The noise around Lord Hutton's public-sector pensions report was predictable: the unions hate it; the CBI loves it.
But, what will be the real impact on the 12 million public servants who have invested in the schemes? And are the recommendations radical enough to ensure that the taxpayer will be able to afford to fund their retirement in years to come?
John Wright, the head of public sector at the pensions specialists Hymans Robertson, thinks Lord Hutton has the balance right. "He had a near impossible task with so many different parties to appease: the unions, the workers, the Chancellor and taxpayer. But it's a well-judged report, with some good recommendations."
Lord Hutton recommends that public-sector workers should have access to their pensions at the same age as the state pension is due – currently 65 for men, with women's being gradually increased from 60 to 65 by 2018. Both will move on to 66 by 2020. For those in more physically demanding work – fire service police and armed forces, Hutton suggests the retirement age should increase from 55 to 60.
But Mr Wright warns that even raising the pension age in this way may not be enough to make the schemes affordable: "Bringing the pension age in line with the state pension is a good thing, but it has to be remembered that life expectancy is predicted to rise by two and half years a decade." Lord Hutton recommends a "safety valve" to prevent the state's contribution becoming too high, but negotiating a cap will be difficult and just as hard to implement, says Mr Wright. "Setting a cap relies on future projections which in turn rely on the assumptions you use. It will be difficult for the Government and unions to agree on those assumptions. Even if that is somehow negotiated, implementation will be hard and complicated."
Such problems have prompted some to suggest that the Hutton report is just a staging post: Laith Khalaf, a pensions analyst with IFA firm Hargreaves Lansdown, says: "I wouldn't rule out another review a few years down the line. We could move towards a defined contribution otherwise called money-purchase pension scheme. This is based purely on the amount paid into the scheme and its performance rather than carrying government-backed guarantees."
For the time being, Lord Hutton has ruled this out, preferring to move public-sector workers to a career-average, from final-salary, pension, but crucially retaining government guarantees on the value of the final pensions. The difference is in the way the pension is calculated on retirement, as a percentage of the salary you were earning at the point of retirement, or as a percentage of the average of all the pay received since joining the scheme. Both systems are classed as "defined benefits", rather than "defined contributions", in which the pension is based solely on the amount of money paid into a fund.

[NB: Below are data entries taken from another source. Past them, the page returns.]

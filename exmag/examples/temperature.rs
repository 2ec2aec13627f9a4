//! Affine temperature conversion between Fahrenheit, Celsius and kelvin.
//!
//! Run with: `cargo run --example temperature`

use exmag::{convert_point, Anchor, Magnitude, Policy, Ratio, UnitScale};

fn main() -> Result<(), Box<dyn std::error::Error>> {
    let kelvin = Anchor::new(
        UnitScale::new("temperature", "K", Magnitude::ONE),
        Ratio::ZERO,
    );
    // 0 °C sits at 273.15 K; the origin is the exact rational 5463/20.
    let celsius = Anchor::new(
        UnitScale::new("temperature", "°C", Magnitude::ONE),
        Ratio::new(5463, 20),
    );
    // A Fahrenheit degree is 5/9 of a kelvin; 0 °F sits at 45967/180 K.
    let fahrenheit = Anchor::new(
        UnitScale::new("temperature", "°F", Magnitude::from_ratio(5, 9)?),
        Ratio::new(45_967, 180),
    );

    // Classic fixed points, exactly, in integers.
    let boiling: i64 = convert_point(212, &fahrenheit, &celsius, Policy::Forbid)?;
    println!("212 °F = {boiling} °C");
    let freezing: i64 = convert_point(0, &celsius, &fahrenheit, Policy::Forbid)?;
    println!("  0 °C = {freezing} °F");
    let crossover: i64 = convert_point(-40, &fahrenheit, &celsius, Policy::Forbid)?;
    println!("-40 °F = {crossover} °C");

    // Floats carry the origin offset too.
    let body: f64 = convert_point(98.6, &fahrenheit, &celsius, Policy::Forbid)?;
    println!("98.6 °F = {body:.1} °C");
    let absolute: f64 = convert_point(0.0, &kelvin, &celsius, Policy::Forbid)?;
    println!("  0 K  = {absolute} °C");

    // 25 °C is 298.15 K: not a whole kelvin, so integers refuse it.
    match convert_point::<i64, i64>(25, &celsius, &kelvin, Policy::Forbid) {
        Ok(_) => unreachable!(),
        Err(err) => println!("25 °C -> K (integer): {err}"),
    }
    Ok(())
}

Most analysts seem to agree that this change will not drastically affect many pension holders and will benefit some. "Career average is still generous, certainly more so than most private-sector pension schemes. It is also fairer for the lower paid," says Mr Khalaf. "The only real issue is that Lord Hutton wants to link the pensions to average earnings, rather than the cost of living index, which will cost the Treasury more."
No one will lose any benefits they have built to date but the two schemes, final-salary and career-average, with their differing retirement ages, will run simultaneously. "It may be that you will end up with benefits that you can draw at two different points, one at 60 and the other a few years later," says Mr Khalaf. "I would expect there to be options to combine them at the later date as well."
But, according to Jason Witcombe, of Evolve, a chartered financial planner, even high-flyers with long service records and who, therefore, have most to lose should think carefully before doing anything rash, such as leaving their scheme.
"Anyone still being offered a defined-benefits scheme should bite off their employer's hand. Moving to career-average is a viable way to keep the schemes solvent. I would advise clients to go for a career-average scheme, rather than a defined-contribution scheme 10 times out of 10. The employer is taking all the risks, offering the pensioner a defined level of income, whatever happens in the economy. In all other stakeholder-type schemes, the risks are with the pensioner, whose benefits can fall if the stock market goes down just as they're about to retire."
Despite agreement that a career-average scheme is still a major benefit to public-sector workers, Mr Wright fears the biggest threat to the schemes' sustainability is workforce attitude. There have already been a significant number of opt-outs from all the funds. As wage freezes, cost-of-living rises, National Insurance increases and a 3 per cent rise in pension contributions have squeezed pay packets; often a pension is the first to go.
"There are grave concerns that the changes, if not properly communicated in a simplified way, will increase opt-outs. This will be a disaster, not only because they will become dependent on the state on retirement, but also because the funds will become unsustainable with fewer working members, and a whole lot more pensioners," says Mr Wright. "Hutton is right to emphasise the need for simplicity. It is up to employers and the Government to illustrate how much people will stand to lose by opting out, not least of which is the average £140,000 that employers contribute to a pension. In the end, effective communication could be the key to these pensions' survival."